If you were to ask me what the worst part about living with Fibromyalgia and CFS is, I would probably answer with 'frustration'. Not the pain, fatigue, the brain fog or sleepless nights but pure frustration. The nightmare of living with chronic invisible widespread musculoskeletal pain and fatigue that has no cure and no definite proven treatments which is widely misunderstood by society and medical professionals is incredibly frustrating.
I find myself at times feeling isolated by the pain and fatigue because most people cannot relate to being in pain all of the time. Insensitive comments like "but you look so well", "you can't be in that much pain", "you just need to get out more", and "everyone gets tired" add insult to injury. People have a difficult time comprehending the enormity of pain when it doesn't show on the surface. Most people do not understand just how severe Fibromyalgia/CFS can be; they are not familiar with the painful symptoms and limitations of extreme exhaustion which is bone deep. People don't get that one minute you can feel relatively great and the next minute you're hit by a tidal wave of profound pain and exhaustion.
At my worst I have been totally debilitated by fibromyalgia and CFS/ME- just walking to the letter box can be a challenge and managing everyday tasks have now become an enormous effort. Some days even a simple thing like taking a shower sucks all the energy and life right out of me. Sometimes a short shopping trip can exhaust me and leave me house bound for weeks on end. It's frustrating when you cannot do what you so desperately want to do. My mind really wants to but my body just doesn't follow through. It's frustrating when the limitations of pain and fatigue severely restrict everyday life. Some days I feel as though I'm a 22 year old stuck inside a 70 year old body- it's demoralising.

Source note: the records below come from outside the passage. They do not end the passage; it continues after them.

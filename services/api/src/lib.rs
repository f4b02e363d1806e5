//! Discussion Partner API Library Crate
//!
//! Hosts learner sessions over HTTP: the in-memory session store, the
//! credential gate, voice upload handling, API handlers and routing. The
//! `api` binary is a thin wrapper around this library.

pub mod audio;
pub mod config;
pub mod handlers;
pub mod models;
pub mod router;
pub mod state;
pub mod store;

#[cfg(test)]
mod test_support;
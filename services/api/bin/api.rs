//! Main Entrypoint for the Discussion Partner API Service
//!
//! This binary is responsible for:
//! 1. Loading configuration from the environment.
//! 2. Loading prompt overrides, falling back to the built-in persona.
//! 3. Building the turn engine when a credential is already configured.
//! 4. Constructing the Axum router and applying middleware.
//! 5. Starting the web server and handling graceful shutdown.

use anyhow::Context;
use partner_api::{config::Config, router::create_router, state::AppState};
use partner_core::prompt::DEFAULT_SYSTEM_PROMPT;
use std::{collections::HashMap, fs, net::SocketAddr, path::Path, sync::Arc};
use tower_http::cors::{Any, CorsLayer};
use tracing::{info, warn};

/// Listens for the `Ctrl+C` signal to gracefully shut down the server.
async fn shutdown_signal() {
    tokio::signal::ctrl_c()
        .await
        .expect("Failed to install Ctrl+C handler");
    info!("Received shutdown signal. Shutting down gracefully...");
}

/// Loads every `.md` file in `prompts_path`, keyed by file stem.
/// A missing directory simply yields no overrides.
fn load_prompts(prompts_path: &Path) -> anyhow::Result<HashMap<String, String>> {
    let mut prompts = HashMap::new();
    if !prompts_path.is_dir() {
        return Ok(prompts);
    }
    for entry in fs::read_dir(prompts_path)? {
        let entry = entry?;
        let path = entry.path();
        if path.is_file() && path.extension().and_then(|s| s.to_str()) == Some("md") {
            let prompt_key = path
                .file_stem()
                .and_then(|s| s.to_str())
                .context("Could not get file stem")?
                .to_string();
            let content = fs::read_to_string(&path)
                .with_context(|| format!("Failed to read prompt {}", path.display()))?;
            prompts.insert(prompt_key, content);
        }
    }
    Ok(prompts)
}

#[tokio::main]
async fn main() -> anyhow::Result<()> {
    // --- 1. Load Configuration ---
    let config = Config::from_env().context("Failed to load configuration")?;

    // --- 2. Initialize Logging ---
    tracing_subscriber::fmt()
        .with_max_level(config.log_level)
        .with_timer(tracing_subscriber::fmt::time::ChronoLocal::rfc_3339())
        .init();
    info!("Configuration loaded. Initializing application state...");

    // --- 3. Load Prompts ---
    let mut prompts = load_prompts(&config.prompts_path)?;
    let system_prompt = match prompts.remove("system_prompt") {
        Some(prompt) => {
            info!(path = %config.prompts_path.display(), "Using system prompt override.");
            prompt
        }
        None => DEFAULT_SYSTEM_PROMPT.to_string(),
    };

    // --- 4. Initialize Shared State ---
    let app_state = Arc::new(AppState::new(config.clone(), system_prompt));
    if config.openai_api_key.is_none() {
        warn!("OPENAI_API_KEY is not set. Sessions stay locked until PUT /credential.");
    }

    // --- 5. Create Router and Apply Middleware ---
    let cors = CorsLayer::new()
        .allow_origin(Any)
        .allow_methods(Any)
        .allow_headers(Any);

    let app = create_router(app_state).layer(cors);

    // --- 6. Start Server ---
    info!(
        model = %config.chat_model,
        transcription_model = %config.transcription_model,
        bind_address = %config.bind_address,
        "Service configured. Starting server..."
    );
    let listener = tokio::net::TcpListener::bind(config.bind_address).await?;

    axum::serve(
        listener,
        app.into_make_service_with_connect_info::<SocketAddr>(),
    )
    .with_graceful_shutdown(shutdown_signal())
    .await?;

    info!("Server has shut down.");
    Ok(())
}
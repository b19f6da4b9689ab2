// ── Reverie Atoms: Error Types ─────────────────────────────────────────────
// Single canonical error enum for the pipeline, built with `thiserror`.
//
// Design rules:
//   • Variants follow the pipeline taxonomy: input shape errors (streamer,
//     opener, formats), cache errors, and generation-engine errors.
//   • `#[from]` wires std/external error conversions automatically.
//   • `Aborted` is a cancellation sentinel, never a failure — callers must
//     check `is_abort()` before counting an error against a run.
//   • No variant carries secret material (API keys) in its message.

use std::path::PathBuf;
use thiserror::Error;

#[derive(Debug, Error)]
pub enum EngineError {
    /// Filesystem or OS-level I/O failure.
    #[error("I/O error: {0}")]
    Io(#[from] std::io::Error),

    /// JSON serialization / deserialization failure.
    #[error("Serialization error: {0}")]
    Serialization(#[from] serde_json::Error),

    /// HTTP / network failure (reqwest layer).
    #[error("Network error: {0}")]
    Network(#[from] reqwest::Error),

    /// The input stream is not a well-formed JSON array of objects, or a
    /// conversation record has an unrecognized shape.
    #[error("Malformed input: {0}")]
    MalformedInput(String),

    /// The given source path does not point at a regular file.
    #[error("Not a file: {0}")]
    NotAFile(PathBuf),

    /// A ZIP archive was opened but contains no `conversations.json` entry.
    #[error("No conversations.json entry found in archive: {0}")]
    ConversationsJsonMissing(PathBuf),

    /// The ZIP archive could not be read.
    #[error("Archive corrupt: {0}")]
    ArchiveCorrupt(String),

    /// Extraction produced no conversation files for the requested model.
    #[error("No conversations matched model '{model}'")]
    NoMatchingConversations { model: String },

    /// The provider/model preflight roundtrip errored or came back empty.
    #[error("Provider preflight failed: {0}")]
    ProviderPreflightFailed(String),

    /// A single LLM call exhausted its retry budget or hit a terminal error.
    /// Captured into the run's error list without aborting the batch.
    #[error("LLM call failed ({tag}, {attempts} attempts): {message}")]
    LlmCallFailed {
        tag: String,
        attempts: u32,
        message: String,
    },

    /// Every persona observation in a full run failed.
    #[error("Persona extraction failed: {0}")]
    PersonaExtractionFailed(String),

    /// Every memory extraction failed.
    #[error("Memory extraction failed: {0}")]
    MemoryExtractionFailed(String),

    /// A synthesis call failed; the checkpoint survives so the run can be
    /// retried, possibly with a different model.
    #[error("Synthesis failed: {0}")]
    SynthesisFailed(String),

    /// Cancellation sentinel. Never surfaced as a failure.
    #[error("Aborted")]
    Aborted,

    /// Engine configuration is invalid or missing.
    #[error("Configuration error: {0}")]
    Config(String),

    /// Catch-all for errors that do not yet have a dedicated variant.
    #[error("{0}")]
    Other(String),
}

impl EngineError {
    /// True when this error is the cancellation sentinel.
    pub fn is_abort(&self) -> bool {
        matches!(self, EngineError::Aborted)
    }
}

impl From<zip::result::ZipError> for EngineError {
    fn from(e: zip::result::ZipError) -> Self {
        EngineError::ArchiveCorrupt(e.to_string())
    }
}

impl From<String> for EngineError {
    fn from(s: String) -> Self {
        EngineError::Other(s)
    }
}

impl From<&str> for EngineError {
    fn from(s: &str) -> Self {
        EngineError::Other(s.to_string())
    }
}

/// All pipeline operations return this type.
pub type EngineResult<T> = Result<T, EngineError>;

I have lost so many things in my life because of fibromyalgia/CFS. I've lost my career, relationships, my social life and so many precious, memorable and irreplaceable moments with friends and family that I can't get back. But I have also gained so much. I am learning so many things about myself that I never knew before. I'm learning to be more positive and I have been blessed with wonderful opportunities that I would not have encountered had I been well. Fibromyalgia/CFS may have stolen years of my life but it isn't going to steal it forever. I'm still holding onto hope and I'm dreaming bigger and better than I ever have before.
Today is Fibromyalgia and CFS/ME awareness day and I am writing to raise and maintain awareness in the hope that it can provide comfort for those who feel frustrated, isolated and forgotten. A compassionate heart and an eager listening ear can help ease the heartache of physical pain for those who dream of the day when they can finally return to their former pain free and energetic life.